9. L'orientation n° 1 du projet d'aménagement et de développement durable, dans sa version résultant du projet de plan local d'urbanisme arrêté, vise à " confirmer l'identité paysagère et environnementale " de la commune de Valbonne. Elle comporte un objectif consistant à " préserver et valoriser les espaces végétalisés " et prévoit notamment, à ce titre, de " conserver, à l'échelle de la commune, une moyenne d'1/3 d'espaces végétalisés au sein du tissu urbain " ainsi que de " protéger les espaces de respiration (boisements, ...) au sein des espaces urbains ". L'objectif, relevant de cette même orientation et intitulé " favoriser le développement de la biodiversité et protéger les éléments des trames verte et bleue ", fait état, à propos de la trame verte, de la nécessité de " renforcer la trame végétale (éléments de paysage, coefficient de végétalisation, ...) dans les secteurs fragilisés par l'urbanisation ou par les infrastructures routières ". L'orientation n° 5 comprend un objectif intitulé " modérer la consommation de l'espace et délimiter les secteurs urbanisés ou à urbaniser " et prévoyant notamment de " contenir l'urbanisation dans les limites des fronts d'urbanisation actuels et dans le respect de l'environnement " ainsi que de " maintenir le caractère à dominante verte de la commune et préserver la trame verte et bleue existante ".
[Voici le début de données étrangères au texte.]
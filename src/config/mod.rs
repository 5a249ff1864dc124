//! Workshop server configuration for `kcdshop.toml`.
//!
//! # Sections
//!
//! | Section        | Purpose                                         |
//! |----------------|-------------------------------------------------|
//! | `[serve]`      | HTTP server (port, interface, watch)            |
//! | `[cache]`      | TTL / stale-while-revalidate windows            |
//! | `[playground]` | Hook interpreter for playground sync            |
//! | `[dev]`        | Dev server command and health timeout           |
//!
//! The file is optional; every field has a default. Workshop metadata
//! (title, subtitle) lives in the root `package.json` instead, see
//! [`WorkshopMeta`].
//!
//! # Example
//!
//! ```toml
//! [serve]
//! port = 5639
//!
//! [cache]
//! swr_secs = 300
//!
//! [dev]
//! command = ["pnpm", "dev"]
//! ```

mod cache;
pub mod defaults;
mod error;
mod playground;
mod serve;
mod workshop;

pub use cache::CacheConfig;
pub use error::ConfigError;
pub use playground::{DevConfig, PlaygroundConfig};
pub use serve::ServeConfig;
pub use workshop::WorkshopMeta;

use crate::cli::{Cli, Commands};
use anyhow::{Context, Result, bail};
use educe::Educe;
use serde::{Deserialize, Serialize};
use std::{
    fs,
    path::{Path, PathBuf},
};

/// Root configuration structure representing kcdshop.toml
#[derive(Debug, Clone, Educe, Serialize, Deserialize)]
#[educe(Default)]
#[serde(deny_unknown_fields)]
pub struct Config {
    /// Absolute workshop root (set after loading)
    #[serde(skip)]
    pub root: PathBuf,

    /// Absolute path to the config file (set after loading, may not exist)
    #[serde(skip)]
    pub config_path: PathBuf,

    /// Workshop server settings
    #[serde(default)]
    pub serve: ServeConfig,

    /// Cache freshness windows
    #[serde(default)]
    pub cache: CacheConfig,

    /// Playground sync settings
    #[serde(default)]
    pub playground: PlaygroundConfig,

    /// Dev server settings
    #[serde(default)]
    pub dev: DevConfig,
}

impl Config {
    /// Parse configuration from TOML string
    pub fn from_str(content: &str) -> Result<Self> {
        let config: Config = toml::from_str(content).map_err(ConfigError::from)?;
        Ok(config)
    }

    /// Load configuration from file path
    pub fn from_path(path: &Path) -> Result<Self> {
        let content =
            fs::read_to_string(path).map_err(|err| ConfigError::Io(path.to_path_buf(), err))?;
        Self::from_str(&content).with_context(|| format!("in {}", path.display()))
    }

    /// Resolve the workshop root, read `kcdshop.toml` if present and apply
    /// CLI overrides.
    pub fn load(cli: &Cli) -> Result<Self> {
        let root = resolve_root(cli.root.as_deref())?;
        let config_path = root.join(&cli.config);

        let mut config = if config_path.exists() {
            Self::from_path(&config_path)?
        } else {
            Self::default()
        };

        config.root = root;
        config.config_path = config_path;
        config.update_with_cli(cli);
        config.validate()?;

        Ok(config)
    }

    /// Configuration rooted at `root` with all defaults (used by tests and
    /// embedding callers that don't go through the CLI).
    pub fn for_root(root: &Path) -> Self {
        Self {
            root: normalize_path(root),
            config_path: root.join("kcdshop.toml"),
            ..Self::default()
        }
    }

    /// Update configuration with CLI arguments
    fn update_with_cli(&mut self, cli: &Cli) {
        if let Commands::Serve {
            interface,
            port,
            watch,
        } = &cli.command
        {
            Self::update_option(&mut self.serve.interface, interface.as_ref());
            Self::update_option(&mut self.serve.port, port.as_ref());
            Self::update_option(&mut self.serve.watch, watch.as_ref());
        }
    }

    /// Update config option if CLI value is provided
    fn update_option<T: Clone>(config_option: &mut T, cli_option: Option<&T>) {
        if let Some(option) = cli_option {
            *config_option = option.clone();
        }
    }

    /// Validate configuration
    pub fn validate(&self) -> Result<()> {
        if !self.root.is_dir() {
            bail!(ConfigError::Validation(format!(
                "workshop root `{}` is not a directory",
                self.root.display()
            )));
        }

        if self.playground.hook_command.is_empty() {
            bail!(ConfigError::Validation(
                "[playground.hook_command] must have at least one element".into()
            ));
        }

        if self.dev.command.is_empty() {
            bail!(ConfigError::Validation(
                "[dev.command] must have at least one element".into()
            ));
        }

        Ok(())
    }
}

/// Check if a command is installed and available
pub fn check_command_installed(field: &str, command: &[String]) -> Result<()> {
    let Some(cmd) = command.first() else {
        bail!(ConfigError::Validation(format!(
            "{field} must have at least one element"
        )));
    };
    which::which(cmd).with_context(|| format!("`{cmd}` not found. Please install it first."))?;
    Ok(())
}

/// `--root` / `KCDSHOP_CONTEXT_CWD`, falling back to the working directory.
fn resolve_root(root: Option<&Path>) -> Result<PathBuf> {
    let root = match root {
        Some(path) => {
            let raw = path.to_str().context("workshop root is not valid UTF-8")?;
            PathBuf::from(shellexpand::tilde(raw).into_owned())
        }
        None => std::env::current_dir().context("Failed to read current directory")?,
    };
    Ok(normalize_path(&root))
}

/// Normalize a path to absolute, using canonicalize if the path exists
pub fn normalize_path(path: &Path) -> PathBuf {
    path.canonicalize().unwrap_or_else(|_| {
        if path.is_absolute() {
            path.to_path_buf()
        } else {
            std::env::current_dir()
                .map(|cwd| cwd.join(path))
                .unwrap_or_else(|_| path.to_path_buf())
        }
    })
}
//! Workshop HTTP server.
//!
//! A thin JSON layer over [`Workshop`] plus static file serving for apps
//! previewed in the browser, built on `tiny_http`:
//!
//! ```text
//! GET  /api/apps                     catalog in navigation order
//! GET  /api/apps/{name}[/next|/prev] one app / its step neighbor
//! POST /api/apps/{name}/start|stop   dev server control
//! GET  /api/exercises[/{n}]          grouped exercises
//! GET  /api/workshop                 title + workshop instructions
//! POST /api/playground?app=&reset=   sync the playground
//! GET  /app/{name}/{file}            static app files
//! ```
//!
//! # Architecture
//!
//! ```text
//! ┌─────────────────┐     ┌──────────────────┐
//! │   Main Thread   │     │  Watcher Thread  │
//! │  (HTTP Server)  │     │  (File Monitor)  │
//! └────────┬────────┘     └────────┬─────────┘
//!          │                       │
//!    block_on(route)         record_event
//!          ▼                       ▼
//!      Workshop  ◄──────  StalenessTracker
//! ```

use crate::{
    config::{Config, WorkshopMeta},
    log,
    watch::watch_for_changes_blocking,
    workshop::{NotFound, Workshop},
};
use anyhow::{Context, Result, anyhow};
use serde::Serialize;
use serde_json::json;
use std::{
    fs,
    net::SocketAddr,
    path::{Component, Path, PathBuf},
    sync::Arc,
};
use tiny_http::{Header, Method, Request, Response, Server};
use tokio::runtime::Handle;

/// Try binding to port, retry with incremented port if in use
const MAX_PORT_RETRIES: u16 = 10;

// ============================================================================
// Server Entry Point
// ============================================================================

/// Start the workshop server, blocking until Ctrl+C.
///
/// Must be called outside the runtime: each request is driven with
/// `handle.block_on`.
pub fn serve_workshop(config: &Config, workshop: Arc<Workshop>, handle: &Handle) -> Result<()> {
    let interface: std::net::IpAddr = config
        .serve
        .interface
        .parse()
        .with_context(|| format!("Invalid interface `{}`", config.serve.interface))?;

    let (server, addr) = try_bind_port(interface, config.serve.port, MAX_PORT_RETRIES)?;
    let server = Arc::new(server);

    let server_for_signal = Arc::clone(&server);
    ctrlc::set_handler(move || {
        log!("serve"; "shutting down...");
        server_for_signal.unblock();
    })
    .context("Failed to set Ctrl+C handler")?;

    let apps = handle.block_on(workshop.get_apps())?;
    log!("serve"; "{} apps in {}", apps.len(), workshop.paths().root.display());
    log!("serve"; "http://{}", addr);

    if config.serve.watch {
        let watched = Arc::clone(&workshop);
        std::thread::spawn(move || {
            if let Err(err) = watch_for_changes_blocking(watched) {
                log!("watch"; "{err}");
            }
        });
    }

    for request in server.incoming_requests() {
        let reply = handle.block_on(route(&workshop, request.method(), request.url()));
        if let Err(e) = respond(request, reply) {
            log!("serve"; "request error: {e}");
        }
    }

    Ok(())
}

/// Try to bind to a port, retrying with incremented port numbers if in use.
fn try_bind_port(
    interface: std::net::IpAddr,
    base_port: u16,
    max_retries: u16,
) -> Result<(Server, SocketAddr)> {
    let mut last_error = None;
    for offset in 0..max_retries {
        let port = base_port.saturating_add(offset);
        let addr = SocketAddr::new(interface, port);

        match Server::http(addr) {
            Ok(server) => {
                if offset > 0 {
                    log!("serve"; "port {} in use, using {} instead", base_port, port);
                }
                return Ok((server, addr));
            }
            Err(e) => last_error = Some(e),
        }
    }
    Err(anyhow!(
        "Failed to bind after {} attempts (ports {}-{}): {}",
        max_retries,
        base_port,
        base_port.saturating_add(max_retries.saturating_sub(1)),
        last_error.map(|e| e.to_string()).unwrap_or_default()
    ))
}

// ============================================================================
// Routing
// ============================================================================

/// What to send back for one request.
#[derive(Debug, PartialEq, Eq)]
enum Reply {
    Json(String),
    File(PathBuf),
    NotFound(String),
    BadRequest(String),
    Failed(String),
}

impl Reply {
    fn json(value: &impl Serialize) -> Result<Self> {
        Ok(Self::Json(serde_json::to_string(value)?))
    }
}

/// Resolve a request. Lookup misses become 404, anything else that fails
/// becomes 500 with the error chain as body.
async fn route(workshop: &Arc<Workshop>, method: &Method, url: &str) -> Reply {
    match dispatch(workshop, method, url).await {
        Ok(reply) => reply,
        Err(err) if err.downcast_ref::<NotFound>().is_some() => Reply::NotFound(err.to_string()),
        Err(err) => {
            log!("error"; "{method} {url}: {err:#}");
            Reply::Failed(format!("{err:#}"))
        }
    }
}

async fn dispatch(workshop: &Arc<Workshop>, method: &Method, url: &str) -> Result<Reply> {
    let (raw_path, query) = url.split_once('?').unwrap_or((url, ""));
    let path = decode(raw_path);
    let segments: Vec<&str> = path.split('/').filter(|s| !s.is_empty()).collect();

    match (method, segments.as_slice()) {
        (Method::Get, ["api", "apps"]) => Reply::json(&workshop.get_apps().await?),
        (Method::Get, ["api", "apps", name]) => Reply::json(&find_app(workshop, name).await?),
        (Method::Get, ["api", "apps", name, direction @ ("next" | "prev")]) => {
            let app = find_app(workshop, name).await?;
            let neighbor = if *direction == "next" {
                workshop.get_next_exercise_app(&app).await?
            } else {
                workshop.get_prev_exercise_app(&app).await?
            };
            Reply::json(&neighbor)
        }
        (Method::Post, ["api", "apps", name, "start"]) => {
            let app = find_app(workshop, name).await?;
            workshop.processes().start(&app).await?;
            workshop.processes().wait_until_healthy(&app).await?;
            Reply::json(&json!({ "status": "running", "port": app.port() }))
        }
        (Method::Post, ["api", "apps", name, "stop"]) => {
            let app = find_app(workshop, name).await?;
            workshop.processes().stop(&app.name).await?;
            Reply::json(&json!({ "status": "stopped" }))
        }
        (Method::Get, ["api", "exercises"]) => Reply::json(&workshop.get_exercises().await?),
        (Method::Get, ["api", "exercises", number]) => {
            let Ok(number) = number.parse::<u32>() else {
                return Ok(Reply::BadRequest(format!("`{number}` is not an exercise number")));
            };
            let exercise = workshop
                .get_exercise(number)
                .await?
                .ok_or(NotFound::Exercise(number))?;
            Reply::json(&exercise)
        }
        (Method::Get, ["api", "workshop"]) => {
            let meta = WorkshopMeta::load(&workshop.paths().root)?;
            Reply::json(&json!({
                "title": workshop.get_workshop_title()?,
                "subtitle": meta.subtitle,
                "githubRoot": meta.github_root,
                "instructions": workshop.get_workshop_instructions().await,
                "finished": workshop.get_workshop_finished().await,
            }))
        }
        (Method::Post, ["api", "playground"]) => {
            let Some(app) = query_param(query, "app") else {
                return Ok(Reply::BadRequest("missing `app` parameter".into()));
            };
            let reset = query_param(query, "reset").is_some_and(|value| value == "true");
            Reply::json(&workshop.set_playground_by_name(&app, reset).await?)
        }
        (Method::Get, ["app", name, rest @ ..]) => {
            let app = find_app(workshop, name).await?;
            // Browser tests live next to the app's sources.
            let rest = match rest {
                ["test", files @ ..] => files,
                _ => rest,
            };
            Ok(resolve_static(&app.full_path, rest)
                .map_or_else(|| Reply::NotFound(format!("no such file in `{name}`")), Reply::File))
        }
        _ => Ok(Reply::NotFound(format!("no route for {method} {path}"))),
    }
}

async fn find_app(workshop: &Arc<Workshop>, name: &str) -> Result<crate::workshop::App> {
    Ok(workshop
        .get_app_by_name(name)
        .await?
        .ok_or_else(|| NotFound::App(name.to_owned()))?)
}

/// Percent-decoded value of `key` in a raw query string.
fn query_param(query: &str, key: &str) -> Option<String> {
    query
        .split('&')
        .filter_map(|pair| pair.split_once('='))
        .find_map(|(k, v)| (k == key).then(|| decode(v)))
}

/// Percent-decode, keeping the raw text when it isn't valid UTF-8.
fn decode(raw: &str) -> String {
    urlencoding::decode(raw).map_or_else(|_| raw.to_owned(), std::borrow::Cow::into_owned)
}

/// A file under `dir`, with `index.html` for directories. Refuses anything
/// that would leave `dir`.
fn resolve_static(dir: &Path, segments: &[&str]) -> Option<PathBuf> {
    let relative: PathBuf = segments.iter().collect();
    if !relative
        .components()
        .all(|component| matches!(component, Component::Normal(_)))
    {
        return None;
    }

    let path = dir.join(relative);
    if path.is_file() {
        return Some(path);
    }
    let index = path.join("index.html");
    index.is_file().then_some(index)
}

// ============================================================================
// Response Helpers
// ============================================================================

fn content_type(value: &str) -> Result<Header> {
    Header::from_bytes("Content-Type", value).map_err(|()| anyhow!("invalid header `{value}`"))
}

fn respond(request: Request, reply: Reply) -> Result<()> {
    match reply {
        Reply::Json(body) => {
            let response = Response::from_string(body)
                .with_header(content_type("application/json; charset=utf-8")?);
            request.respond(response)?;
        }
        Reply::File(path) => {
            let content =
                fs::read(&path).with_context(|| format!("Failed to read {}", path.display()))?;
            let response =
                Response::from_data(content).with_header(content_type(guess_content_type(&path))?);
            request.respond(response)?;
        }
        Reply::NotFound(message) => respond_text(request, 404, message)?,
        Reply::BadRequest(message) => respond_text(request, 400, message)?,
        Reply::Failed(message) => respond_text(request, 500, message)?,
    }
    Ok(())
}

fn respond_text(request: Request, status: u16, message: String) -> Result<()> {
    let response = Response::from_string(message)
        .with_status_code(status)
        .with_header(content_type("text/plain; charset=utf-8")?);
    request.respond(response)?;
    Ok(())
}

/// Guess MIME content type from file extension.
///
/// Returns `application/octet-stream` for unknown extensions.
fn guess_content_type(path: &Path) -> &'static str {
    match path.extension().and_then(|e| e.to_str()) {
        Some("html" | "htm") => "text/html; charset=utf-8",
        Some("css") => "text/css; charset=utf-8",
        Some("js" | "mjs" | "cjs") => "application/javascript; charset=utf-8",
        Some("ts" | "tsx" | "jsx") => "text/plain; charset=utf-8",
        Some("json") => "application/json; charset=utf-8",
        Some("svg") => "image/svg+xml",
        Some("png") => "image/png",
        Some("jpg" | "jpeg") => "image/jpeg",
        Some("gif") => "image/gif",
        Some("webp") => "image/webp",
        Some("ico") => "image/x-icon",
        Some("woff") => "font/woff",
        Some("woff2") => "font/woff2",
        Some("txt") => "text/plain; charset=utf-8",
        Some("md" | "mdx") => "text/markdown; charset=utf-8",
        _ => "application/octet-stream",
    }
}
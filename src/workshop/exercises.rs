//! Exercises: catalog apps grouped by exercise directory, plus the
//! workshop-level title and instructions.

use super::{
    App, StepKind, Workshop,
    builders::{dir_name, list_dirs},
    classify::exercise_number_from_dir,
};
use crate::{compiler::CompiledMdx, config::WorkshopMeta, debug};
use anyhow::Result;
use futures::future::join_all;
use serde::Serialize;
use std::{collections::BTreeMap, path::PathBuf, sync::Arc};

#[derive(Debug, Clone, Serialize)]
#[serde(rename_all = "camelCase")]
pub struct Exercise {
    pub exercise_number: u32,
    pub dir_name: String,
    pub full_path: PathBuf,
    pub title: String,
    pub instructions_code: Option<String>,
    pub finished_code: Option<String>,
    /// Indexed by `step_number - 1`; `None` where the step number has no
    /// directory. A step may hold only one side.
    pub steps: Vec<Option<ExerciseStep>>,
    pub problems: Vec<App>,
    pub solutions: Vec<App>,
}

#[derive(Debug, Clone, Serialize)]
#[serde(rename_all = "camelCase")]
pub struct ExerciseStep {
    pub step_number: u32,
    pub problem: Option<App>,
    pub solution: Option<App>,
}

impl Workshop {
    /// One entry per numbered directory under `exercises/`, in number order.
    pub async fn get_exercises(self: &Arc<Self>) -> Result<Vec<Exercise>> {
        let apps = self.get_apps().await?;

        let mut dirs = Vec::new();
        for dir in list_dirs(&self.paths.exercises).await? {
            match exercise_number_from_dir(&dir_name(&dir)) {
                Some(number) => dirs.push((number, dir)),
                None => debug!("exercises"; "skipping {}", dir.display()),
            }
        }

        let exercises = dirs
            .into_iter()
            .map(|(number, dir)| self.assemble_exercise(number, dir, &apps));
        let mut exercises = join_all(exercises).await;
        exercises.sort_by_key(|exercise| exercise.exercise_number);
        Ok(exercises)
    }

    pub async fn get_exercise(self: &Arc<Self>, exercise_number: u32) -> Result<Option<Exercise>> {
        Ok(self
            .get_exercises()
            .await?
            .into_iter()
            .find(|exercise| exercise.exercise_number == exercise_number))
    }

    async fn assemble_exercise(&self, exercise_number: u32, dir: PathBuf, apps: &[App]) -> Exercise {
        let mut steps: BTreeMap<u32, ExerciseStep> = BTreeMap::new();
        let mut problems = Vec::new();
        let mut solutions = Vec::new();

        let members = apps
            .iter()
            .filter(|app| app.full_path.parent() == Some(dir.as_path()));
        for app in members {
            let (Some((_, step_number)), Some(kind)) = (app.exercise_step(), app.step_kind()) else {
                continue;
            };
            let step = steps.entry(step_number).or_insert_with(|| ExerciseStep {
                step_number,
                problem: None,
                solution: None,
            });
            match kind {
                StepKind::Problem => {
                    step.problem = Some(app.clone());
                    problems.push(app.clone());
                }
                StepKind::Solution => {
                    step.solution = Some(app.clone());
                    solutions.push(app.clone());
                }
            }
        }

        let readme_path = dir.join("README.mdx");
        let finished_path = dir.join("FINISHED.mdx");
        let (instructions, finished) = futures::join!(
            self.compile_file(&readme_path),
            self.compile_file(&finished_path),
        );
        let dir_name = dir_name(&dir);

        Exercise {
            exercise_number,
            title: instructions
                .as_ref()
                .and_then(|compiled| compiled.title.clone())
                .unwrap_or_else(|| dir_name.clone()),
            dir_name,
            full_path: dir,
            instructions_code: instructions.map(|compiled| compiled.code),
            finished_code: finished.map(|compiled| compiled.code),
            steps: index_steps(steps),
            problems,
            solutions,
        }
    }

    /// `kcdshop.title` from the root `package.json`. Fails when absent.
    pub fn get_workshop_title(&self) -> Result<String> {
        let root = &self.paths.root;
        let meta = WorkshopMeta::load(root)?;
        Ok(meta.title(root)?.to_owned())
    }

    pub async fn get_workshop_instructions(&self) -> Option<CompiledMdx> {
        self.compile_file(&self.paths.root.join("README.mdx")).await
    }

    pub async fn get_workshop_finished(&self) -> Option<CompiledMdx> {
        self.compile_file(&self.paths.root.join("FINISHED.mdx")).await
    }
}

/// Lay steps out by number so `steps[n - 1]` is step `n`.
fn index_steps(steps: BTreeMap<u32, ExerciseStep>) -> Vec<Option<ExerciseStep>> {
    let len = steps.keys().next_back().map_or(0, |&last| last as usize);
    let mut indexed = vec![None; len];
    for (step_number, step) in steps {
        // Step numbers start at 1; a `00.problem` has no slot.
        if let Some(slot) = (step_number as usize)
            .checked_sub(1)
            .and_then(|index| indexed.get_mut(index))
        {
            *slot = Some(step);
        }
    }
    indexed
}

#[cfg(test)]
mod tests {
    use super::*;
    use crate::workshop::fixtures::*;
    use std::fs;

    #[tokio::test]
    async fn test_exercises_group_steps() {
        let fx = fixture();
        let exercises = fx.workshop.get_exercises().await.unwrap();
        assert_eq!(exercises.len(), 2);

        let intro = &exercises[0];
        assert_eq!(intro.exercise_number, 1);
        assert_eq!(intro.title, "Intro");
        assert_eq!(intro.finished_code.as_deref(), Some("# Done\n"));
        assert_eq!(intro.steps.len(), 2);
        assert_eq!(intro.problems.len(), 2);
        assert_eq!(intro.solutions.len(), 1);

        let first = intro.steps[0].as_ref().unwrap();
        assert_eq!(first.step_number, 1);
        assert!(first.problem.is_some() && first.solution.is_some());

        // A step with only a problem is fine.
        let second = intro.steps[1].as_ref().unwrap();
        assert_eq!(second.step_number, 2);
        assert!(second.problem.is_some());
        assert!(second.solution.is_none());
    }

    #[tokio::test]
    async fn test_steps_are_indexed_by_number() {
        let fx = fixture();
        fx.write("exercises/01.intro/04.problem/index.js", "\n");

        let intro = fx.workshop.get_exercise(1).await.unwrap().unwrap();
        assert_eq!(intro.steps.len(), 4);
        assert!(intro.steps[2].is_none());

        let fourth = intro.steps[3].as_ref().unwrap();
        assert_eq!(fourth.step_number, 4);
        assert!(fourth.problem.is_some());
        assert!(fourth.solution.is_none());
        assert_eq!(intro.problems.len(), 3);
    }

    #[test]
    fn test_index_steps_skips_step_zero() {
        let step = |step_number| ExerciseStep {
            step_number,
            problem: None,
            solution: None,
        };
        let steps = BTreeMap::from([(0, step(0)), (2, step(2))]);
        let indexed = index_steps(steps);
        assert_eq!(indexed.len(), 2);
        assert!(indexed[0].is_none());
        assert_eq!(indexed[1].as_ref().map(|s| s.step_number), Some(2));
    }

    #[tokio::test]
    async fn test_exercise_without_readme() {
        let fx = fixture();
        let state = fx.workshop.get_exercise(2).await.unwrap().unwrap();
        assert_eq!(state.title, "02.state");
        assert!(state.instructions_code.is_none());
        assert!(state.finished_code.is_none());
        assert!(fx.workshop.get_exercise(9).await.unwrap().is_none());
    }

    #[tokio::test]
    async fn test_unnumbered_exercise_dir_is_skipped() {
        let fx = fixture();
        fs::create_dir_all(fx.root().join("exercises/shared")).unwrap();
        assert_eq!(fx.workshop.get_exercises().await.unwrap().len(), 2);
    }

    #[tokio::test]
    async fn test_workshop_level_content() {
        let fx = fixture();
        assert_eq!(fx.workshop.get_workshop_title().unwrap(), "React Fundamentals");
        let instructions = fx.workshop.get_workshop_instructions().await.unwrap();
        assert_eq!(instructions.title.as_deref(), Some("Welcome"));
        assert!(fx.workshop.get_workshop_finished().await.is_none());
    }

    #[tokio::test]
    async fn test_missing_title_is_an_error() {
        let fx = fixture_with(Default::default(), |root| {
            write(root, "package.json", r#"{"name":"untitled"}"#);
        });
        assert!(fx.workshop.get_workshop_title().is_err());
    }
}
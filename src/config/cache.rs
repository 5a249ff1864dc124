//! `[cache]` section configuration.

use super::defaults;
use educe::Educe;
use serde::{Deserialize, Serialize};
use std::time::Duration;

/// `[cache]` section in kcdshop.toml - freshness windows for app and
/// instruction caches.
///
/// The aggregate catalog ignores these and always lives for one day; it is
/// invalidated by file changes instead.
///
/// # Example
/// ```toml
/// [cache]
/// ttl_secs = 3600
/// swr_secs = 600
/// ```
#[derive(Debug, Clone, Educe, Serialize, Deserialize)]
#[educe(Default)]
#[serde(deny_unknown_fields)]
pub struct CacheConfig {
    /// Seconds an entry is served without recomputing.
    #[serde(default = "defaults::cache::ttl_secs")]
    #[educe(Default = defaults::cache::ttl_secs())]
    pub ttl_secs: u64,

    /// Seconds past the TTL during which the stale value is still served
    /// while a refresh runs in the background.
    #[serde(default = "defaults::cache::swr_secs")]
    #[educe(Default = defaults::cache::swr_secs())]
    pub swr_secs: u64,
}

impl CacheConfig {
    pub const fn ttl(&self) -> Duration {
        Duration::from_secs(self.ttl_secs)
    }

    pub const fn swr(&self) -> Duration {
        Duration::from_secs(self.swr_secs)
    }
}
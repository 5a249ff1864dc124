//! Utility modules for the workshop server.

pub mod exec;
pub mod git;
10. Le préambule du règlement de la zone UD du futur plan local d'urbanisme de Valbonne précise que cette zone " correspond à la zone urbaine à vocation résidentielle, située en frange urbaine " et qu'elle comprend plusieurs secteurs, au nombre desquels figure le secteur UDb dans lequel la construction de logements est autorisée en vertu de l'article UD 1 du projet de règlement arrêté. L'article UD 3 prévoit notamment que l'emprise au sol des constructions ne doit pas excéder " 20 % dans le secteur UDb " et fixe à 7 mètres la " hauteur maximum des constructions ". Son article UD 4 précise que, dans ce secteur, le " coefficient de biotope est fixé à 70 % de la superficie totale de l'unité foncière ". Selon le lexique figurant dans ce projet de règlement, le " coefficient de biotope " correspond à la partie d'une surface aménagée devant être " définitivement consacrée à la nature ", notamment sous forme de surface végétalisée.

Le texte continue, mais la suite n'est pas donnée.